Thursday, January 4, 2018

Pre-Test Probability: What Is It And Why Should I Care?



In the past colleagues would throw around terms like “pre-test” probability, and I would have a little discomfort. I had a general idea of what a pre-test probability was, but could not define it well. As I started to teach students and residents, I thought “The human mind doesn’t work like that, these statistical terms don’ t mean much to everyday clinical medicine”. I sense that many of my colleagues have the same sense that I did then.

In researching for my book, A Guide to Clinical Decision Making, I again ran into the pre-test probability. I discovered that it was both an applicable concept in clinical medicine, and that there was a better a way to explain the concept than I had been taught. 

I began teaching my students and residents that the pre-test probability was a powerful concept in making medical decisions. When explained well, a junior student can understand the concept and apply it. Although this is blog post is only meant to be a brief, easy-to-follow introduction, I think that for many students and their teachers the concept of pre-test probability will be less daunting and more concrete after reading this. 

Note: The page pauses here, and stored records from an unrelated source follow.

//! Shared metrics recording for storage operations.

use std::time::Instant;

/// Records count and latency metrics for one storage operation.
///
/// Two metrics are emitted per call: `storage_operations_total` (counter)
/// and `storage_operation_duration_ms` (histogram), both labeled with the
/// backend, the operation, and its final status ("success" or "error").
pub fn record_operation_metrics(
    backend: &'static str,
    operation: &'static str,
    start: Instant,
    status: &'static str,
) {
    metrics::counter!(
        "storage_operations_total",
        "backend" => backend,
        "operation" => operation,
        "status" => status
    )
    .increment(1);
    metrics::histogram!(
        "storage_operation_duration_ms",
        "backend" => backend,
        "operation" => operation,
        "status" => status
    )
    .record(start.elapsed().as_secs_f64() * 1000.0);
}
//! Engine configuration.

use std::path::PathBuf;

use serde::{Deserialize, Serialize};

/// Where the engine keeps its data.
#[derive(Debug, Clone, PartialEq, Eq, Serialize, Deserialize)]
#[serde(rename_all = "snake_case")]
pub enum StoreLocation {
    /// A database file on disk, created on first open.
    Disk(PathBuf),
    /// A private in-memory database, discarded on drop.
    InMemory,
}

/// Configuration for opening an engine.
#[derive(Debug, Clone, PartialEq, Eq, Serialize, Deserialize)]
pub struct EngineConfig {
    /// Where record data lives.
    pub location: StoreLocation,
    /// How long a writer waits on a locked database before giving up, in
    /// milliseconds.
    pub busy_timeout_ms: u32,
}

impl EngineConfig {
    /// Creates a config storing data at the given path.
    pub fn at_path(path: impl Into<PathBuf>) -> Self {
        Self {
            location: StoreLocation::Disk(path.into()),
            ..Self::default()
        }
    }

    /// Creates a config for an in-memory engine.
    #[must_use]
    pub fn in_memory() -> Self {
        Self {
            location: StoreLocation::InMemory,
            ..Self::default()
        }
    }

    /// Sets the busy timeout.
    #[must_use]
    pub const fn with_busy_timeout_ms(mut self, timeout_ms: u32) -> Self {
        self.busy_timeout_ms = timeout_ms;
        self
    }
}

impl Default for EngineConfig {
    fn default() -> Self {
        Self {
            location: StoreLocation::Disk(PathBuf::from("tabula.db")),
            busy_timeout_ms: 5000,
        }
    }
}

You can define the pre-test probability simply by it’s name: the probability of disease in your mind before you know the test result. 

Taking this one step further, the post-test probability is the probability of the disease in your mind after you know the test result. 

Here’s the important concept:

A test result can change your estimate of the probability of disease.

That’s a powerful statement.

A real-life example is the current decision making guidelines for assessing a patient for a pulmonary embolism (PE). In this example, think of risk of disease before testing as the pre-test probability.


  • A history and physical is sufficient to rule out a PE for the patients with the lowest risk, the lowest pre-test probability. The history and physical is a sufficient test to outweigh the chance of a PE (see my previous blog post: My History And Physical Are Tests Too!)
  • A d-dimer is sufficient to rule out a PE for the patients with a slightly higher risk. We have to test a little bit more to outweigh the chance of a PE.
  • An imaging study is sufficient to rule out a PE for the patients with moderate risk or higher. We have to do the most intensive testing to outweigh these higher risk patients.


Each testing modality carries a different amount of weight in the decision making process.
To rule out a disease the weight of the evidence against the disease must outweigh the risk of having the disease (the pre-test probability). 

For example, a negative d-dimer is not sufficient to rule out pulmonary embolism in a high risk patient. The negative d-dimer does not have the weight to outweigh the risk of a PE in a high risk patient. 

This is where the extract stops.